4 nightsBudapest: the Parliament, the thermal baths, and the Danube between Buda and Pest
2.5 hours by Railjet from Wien Hauptbahnhof

Budapest by Railjet from Vienna is one of the most satisfying short rail journeys in central Europe: flat Hungarian plain, the city appearing across the Danube, arrival at Keleti or Kelenföld. The Parliament building on the Pest bank is the most theatrical piece of architecture in the Danube basin - best approached from the Buda castle hill above the river, or by boat from Vigadó tér. The Széchenyi thermal baths in City Park are the practical post-marathon asset: large outdoor pools at 38°C, manageable even on compromised legs, and open every day. The Great Market Hall on Vámház körút (Fővám tér, Line 4) is the sensible Saturday morning activity: two floors of Hungarian produce, paprika, Tokaji, embroidery, and the fastest langos in the city at the upstairs stalls. April is before the summer heat and before the full arrival of the river cruise season.

Frequently asked questions

Should I stay near the start or the finish for the Vienna City Marathon?

Stay near the finish on the Ring. The start is at the Donaupark, some distance from the city centre; the finish is at the Burgtheater on the Universitaetsring. Ring hotels are walkable from the finish and connected to the start by U-Bahn.

How far in advance should I book a hotel for the Vienna City Marathon?

Three to four months ahead. Vienna is a major European destination and Ring hotels fill for marathon weekend. Properties directly on the Kärntner Ring and Universitaetsring go first.

Is there free transport to the Vienna City Marathon start?

U-Bahn and tram travel is typically free with your race bib on marathon morning. Check vienna-marathon.com for the current year's policy. The U1 runs from the city centre to the Donaupark area.

What is the best neighbourhood to stay in for the Vienna City Marathon?

The 1st Bezirk (Innere Stadt) and the Ring boulevard. Both are walking distance from the finish and well-served by U-Bahn for the race-morning transfer to the Donaupark start.

When does the Vienna City Marathon expo open?

Number collection is at the Rathaus (Vienna City Hall) on the Ring, Friday and Saturday before race Sunday. Check vienna-marathon.com for current opening hours.

What is the weather like at the Vienna City Marathon?

April: 5--15°C, generally pleasant with occasional rain. A throwaway layer for the Donaupark start is sensible; conditions can be cooler there than in the city centre.

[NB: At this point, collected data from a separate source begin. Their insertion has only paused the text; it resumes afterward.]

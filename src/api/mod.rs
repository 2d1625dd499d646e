use actix_web::http::header;
use actix_web::web::Bytes;
use actix_web::{web, HttpRequest, HttpResponse, Responder};
use chrono::Utc;
use futures_util::StreamExt;
use serde::{Deserialize, Serialize};
use std::sync::Arc;

use crate::auth::{AuthService, AuthUser};
use crate::blob::BlobStore;
use crate::chat::{ChatService, LiveResult};
use crate::error::{ChatError, ChatResult};
use crate::events::LiveQuery;
use crate::models::*;

pub struct AppState {
    pub chat: Arc<ChatService>,
    pub auth_service: Arc<AuthService>,
    pub blobs: Arc<dyn BlobStore>,
}

type ApiResult = Result<HttpResponse, ChatError>;

fn ok<T: Serialize>(data: T) -> ApiResult {
    Ok(HttpResponse::Ok().json(ApiResponse::success(data)))
}

fn created<T: Serialize>(data: T) -> ApiResult {
    Ok(HttpResponse::Created().json(ApiResponse::success(data)))
}

fn done() -> ApiResult {
    Ok(HttpResponse::Ok().json(ApiResponse::<()>::success(())))
}

// ==================== Health Check ====================

pub async fn health() -> impl Responder {
    HttpResponse::Ok().json(serde_json::json!({
        "status": "ok",
        "timestamp": Utc::now().to_rfc3339()
    }))
}

// ==================== Auth Endpoints ====================

pub async fn register(state: web::Data<AppState>, body: web::Json<RegisterRequest>) -> ApiResult {
    let response = state
        .auth_service
        .register(&body.name, &body.email, &body.password)?;
    created(response)
}

pub async fn login(state: web::Data<AppState>, body: web::Json<LoginRequest>) -> ApiResult {
    ok(state.auth_service.login(&body.email, &body.password)?)
}

pub async fn get_current_user(state: web::Data<AppState>, auth: AuthUser) -> ApiResult {
    ok(state.chat.current_user(&auth.user_id)?)
}

// ==================== Profile & Search ====================

pub async fn update_profile(
    state: web::Data<AppState>,
    auth: AuthUser,
    body: web::Json<UpdateProfileRequest>,
) -> ApiResult {
    ok(state.chat.update_profile(
        &auth.user_id,
        body.nickname.as_deref(),
        body.profile_photo_ref.as_deref(),
    )?)
}

#[derive(Debug, Deserialize)]
pub struct SearchQuery {
    pub q: Option<String>,
}

pub async fn search_users(
    state: web::Data<AppState>,
    auth: AuthUser,
    query: web::Query<SearchQuery>,
) -> ApiResult {
    let q = query.q.as_deref().unwrap_or_default();
    ok(state.chat.search_users(&auth.user_id, q)?)
}

// ==================== Friends & Blocks ====================

pub async fn list_friends(state: web::Data<AppState>, auth: AuthUser) -> ApiResult {
    ok(state.chat.list_friends(&auth.user_id)?)
}

pub async fn list_friend_requests(state: web::Data<AppState>, auth: AuthUser) -> ApiResult {
    ok(state.chat.list_pending_incoming(&auth.user_id)?)
}

pub async fn send_friend_request(
    state: web::Data<AppState>,
    auth: AuthUser,
    body: web::Json<TargetUserRequest>,
) -> ApiResult {
    let edge = state
        .chat
        .send_friend_request(&auth.user_id, &body.target_user_id)?;
    created(IdResponse { id: edge.id })
}

pub async fn respond_to_friend_request(
    state: web::Data<AppState>,
    auth: AuthUser,
    path: web::Path<String>,
    body: web::Json<RespondToFriendRequest>,
) -> ApiResult {
    state
        .chat
        .respond_to_friend_request(&auth.user_id, &path.into_inner(), body.accept)?;
    done()
}

pub async fn block_user(
    state: web::Data<AppState>,
    auth: AuthUser,
    body: web::Json<TargetUserRequest>,
) -> ApiResult {
    let block = state.chat.block_user(&auth.user_id, &body.target_user_id)?;
    created(IdResponse { id: block.id })
}

// ==================== Groups ====================

pub async fn list_groups(state: web::Data<AppState>, auth: AuthUser) -> ApiResult {
    ok(state.chat.list_user_groups(&auth.user_id)?)
}

pub async fn create_group(
    state: web::Data<AppState>,
    auth: AuthUser,
    body: web::Json<CreateGroupRequest>,
) -> ApiResult {
    let group = state.chat.create_group(
        &auth.user_id,
        &body.name,
        body.description.as_deref(),
        body.is_private,
    )?;
    created(IdResponse { id: group.id })
}

pub async fn list_members(
    state: web::Data<AppState>,
    auth: AuthUser,
    path: web::Path<String>,
) -> ApiResult {
    ok(state.chat.list_members(&auth.user_id, &path.into_inner())?)
}

pub async fn add_member(
    state: web::Data<AppState>,
    auth: AuthUser,
    path: web::Path<String>,
    body: web::Json<AddMemberRequest>,
) -> ApiResult {
    state
        .chat
        .add_member(&auth.user_id, &path.into_inner(), &body.user_id)?;
    Ok(HttpResponse::Created().json(ApiResponse::<()>::success(())))
}

pub async fn remove_member(
    state: web::Data<AppState>,
    auth: AuthUser,
    path: web::Path<(String, String)>,
) -> ApiResult {
    let (group_id, user_id) = path.into_inner();
    state.chat.remove_member(&auth.user_id, &group_id, &user_id)?;
    done()
}

pub async fn leave_group(
    state: web::Data<AppState>,
    auth: AuthUser,
    path: web::Path<String>,
) -> ApiResult {
    state.chat.leave_group(&auth.user_id, &path.into_inner())?;
    done()
}

pub async fn list_addable_friends(
    state: web::Data<AppState>,
    auth: AuthUser,
    path: web::Path<String>,
) -> ApiResult {
    ok(state
        .chat
        .list_addable_friends(&auth.user_id, &path.into_inner())?)
}

// ==================== Messages ====================

#[derive(Debug, Deserialize)]
pub struct MessagesQuery {
    pub limit: Option<i64>,
}

pub async fn list_group_messages(
    state: web::Data<AppState>,
    auth: AuthUser,
    path: web::Path<String>,
    query: web::Query<MessagesQuery>,
) -> ApiResult {
    ok(state
        .chat
        .list_group_messages(&auth.user_id, &path.into_inner(), query.limit)?)
}

pub async fn list_direct_messages(
    state: web::Data<AppState>,
    auth: AuthUser,
    path: web::Path<String>,
    query: web::Query<MessagesQuery>,
) -> ApiResult {
    ok(state
        .chat
        .list_direct_messages(&auth.user_id, &path.into_inner(), query.limit)?)
}

pub async fn send_message(
    state: web::Data<AppState>,
    auth: AuthUser,
    body: web::Json<SendMessageRequest>,
) -> ApiResult {
    let body = body.into_inner();
    let target = MessageTarget::from_parts(body.group_id, body.recipient_id)?;
    let message = state.chat.send_message(
        &auth.user_id,
        &body.content,
        &target,
        body.reply_to_id.as_deref(),
    )?;
    created(IdResponse { id: message.id })
}

pub async fn send_file_message(
    state: web::Data<AppState>,
    auth: AuthUser,
    body: web::Json<SendFileMessageRequest>,
) -> ApiResult {
    let body = body.into_inner();
    let target = MessageTarget::from_parts(body.group_id, body.recipient_id)?;
    let attachment = FileAttachment {
        file_ref: body.file_ref,
        file_name: body.file_name,
        file_type: body.file_type,
    };
    let message = state.chat.send_file(&auth.user_id, &attachment, &target)?;
    created(IdResponse { id: message.id })
}

pub async fn edit_message(
    state: web::Data<AppState>,
    auth: AuthUser,
    path: web::Path<String>,
    body: web::Json<EditMessageRequest>,
) -> ApiResult {
    state
        .chat
        .edit_message(&auth.user_id, &path.into_inner(), &body.content)?;
    done()
}

pub async fn delete_message(
    state: web::Data<AppState>,
    auth: AuthUser,
    path: web::Path<String>,
) -> ApiResult {
    state.chat.delete_message(&auth.user_id, &path.into_inner())?;
    done()
}

// ==================== Files ====================

pub async fn create_upload_url(state: web::Data<AppState>, auth: AuthUser) -> ApiResult {
    ok(state.blobs.create_upload(&auth.user_id)?)
}

#[derive(Debug, Serialize)]
pub struct UploadResponse {
    pub storage_id: String,
}

/// The ticket in the path is the credential; no bearer token needed
pub async fn upload_file(
    state: web::Data<AppState>,
    req: HttpRequest,
    path: web::Path<String>,
    body: Result<Bytes, actix_web::Error>,
) -> ApiResult {
    // Bodies past the payload limit fail extraction before the blob store sees them
    let body = body.map_err(|e| {
        log::debug!("Rejected upload body: {}", e);
        ChatError::invalid(format!("Upload rejected: {}", e))
    })?;

    let content_type = req
        .headers()
        .get(header::CONTENT_TYPE)
        .and_then(|h| h.to_str().ok())
        .unwrap_or("application/octet-stream")
        .to_string();

    let storage_id = state
        .blobs
        .complete_upload(&path.into_inner(), &content_type, body.to_vec())?;
    created(UploadResponse { storage_id })
}

pub async fn get_file(state: web::Data<AppState>, path: web::Path<String>) -> ApiResult {
    let blob = state.blobs.read(&path.into_inner())?;
    Ok(HttpResponse::Ok()
        .content_type(blob.content_type)
        .insert_header((header::CACHE_CONTROL, "public, max-age=31536000, immutable"))
        .body(blob.data))
}

// ==================== Live Queries ====================

#[derive(Debug, Deserialize)]
pub struct LiveParams {
    pub query: String,
    pub group_id: Option<String>,
    pub other_user_id: Option<String>,
}

/// Server-sent events: one `data:` line per evaluation of the query
pub async fn live(
    state: web::Data<AppState>,
    auth: AuthUser,
    params: web::Query<LiveParams>,
) -> ApiResult {
    let params = params.into_inner();
    let query = LiveQuery::from_params(&params.query, params.group_id, params.other_user_id)?;
    let updates = state.chat.watch(&auth.user_id, query)?;

    let body = updates.map(|result| Ok::<_, actix_web::Error>(sse_frame(result)));
    Ok(HttpResponse::Ok()
        .content_type("text/event-stream")
        .insert_header((header::CACHE_CONTROL, "no-cache"))
        .streaming(body))
}

fn sse_frame(result: ChatResult<LiveResult>) -> Bytes {
    let frame = match result {
        Ok(data) => match serde_json::to_string(&data) {
            Ok(json) => format!("data: {}\n\n", json),
            Err(e) => {
                log::error!("Failed to serialize live result: {}", e);
                error_frame("Failed to serialize result")
            }
        },
        Err(e) => error_frame(&e.to_string()),
    };
    Bytes::from(frame)
}

fn error_frame(message: &str) -> String {
    format!(
        "event: error\ndata: {}\n\n",
        serde_json::json!({ "error": message })
    )
}

pub fn configure_routes(cfg: &mut web::ServiceConfig) {
    cfg
        // Health check
        .route("/health", web::get().to(health))

        // Auth
        .route("/api/auth/register", web::post().to(register))
        .route("/api/auth/login", web::post().to(login))
        .route("/api/auth/me", web::get().to(get_current_user))

        // Profile & search
        .route("/api/profile", web::put().to(update_profile))
        .route("/api/users/search", web::get().to(search_users))

        // Friends & blocks
        .route("/api/friends", web::get().to(list_friends))
        .route("/api/friends/requests", web::get().to(list_friend_requests))
        .route("/api/friends/requests", web::post().to(send_friend_request))
        .route("/api/friends/requests/{id}/respond", web::post().to(respond_to_friend_request))
        .route("/api/blocks", web::post().to(block_user))

        // Groups
        .route("/api/groups", web::get().to(list_groups))
        .route("/api/groups", web::post().to(create_group))
        .route("/api/groups/{id}/members", web::get().to(list_members))
        .route("/api/groups/{id}/members", web::post().to(add_member))
        .route("/api/groups/{id}/members/{user_id}", web::delete().to(remove_member))
        .route("/api/groups/{id}/leave", web::post().to(leave_group))
        .route("/api/groups/{id}/addable-friends", web::get().to(list_addable_friends))
        .route("/api/groups/{id}/messages", web::get().to(list_group_messages))

        // Messages
        .route("/api/direct/{user_id}/messages", web::get().to(list_direct_messages))
        .route("/api/messages", web::post().to(send_message))
        .route("/api/messages/file", web::post().to(send_file_message))
        .route("/api/messages/{id}", web::put().to(edit_message))
        .route("/api/messages/{id}", web::delete().to(delete_message))

        // Files
        .route("/api/files/upload-url", web::post().to(create_upload_url))
        .route("/api/files/upload/{token}", web::post().to(upload_file))
        .route("/api/files/{id}", web::get().to(get_file))

        // Live queries
        .route("/api/live", web::get().to(live));
}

How do I get from Vienna Airport to the city centre?

City Airport Train (CAT) from VIE to Wien Mitte in 16 minutes. Then U3 metro to Volkstheater (near the Ring) in 5 minutes. Total: 30--40 minutes from gate to a Ring hotel.

Is there a bag drop at the Vienna City Marathon?

Yes. Bag drop at the Donaupark start; bags are transported to the Burgtheater finish. Use the official race bag and check vienna-marathon.com for drop-off timing.

Should I bring a throwaway layer to the Vienna City Marathon start?

Yes. April mornings at the Donaupark start can be cold before the gun. A light throwaway layer is standard preparation for the pre-race wait.

How do I get back after the Vienna City Marathon?

Finish is at the Burgtheater on the Universitaetsring. Ring hotels are walking distance. U2 from Rathaus or U2/U3 from Volkstheater. Post-race logistics from a city centre finish are straightforward.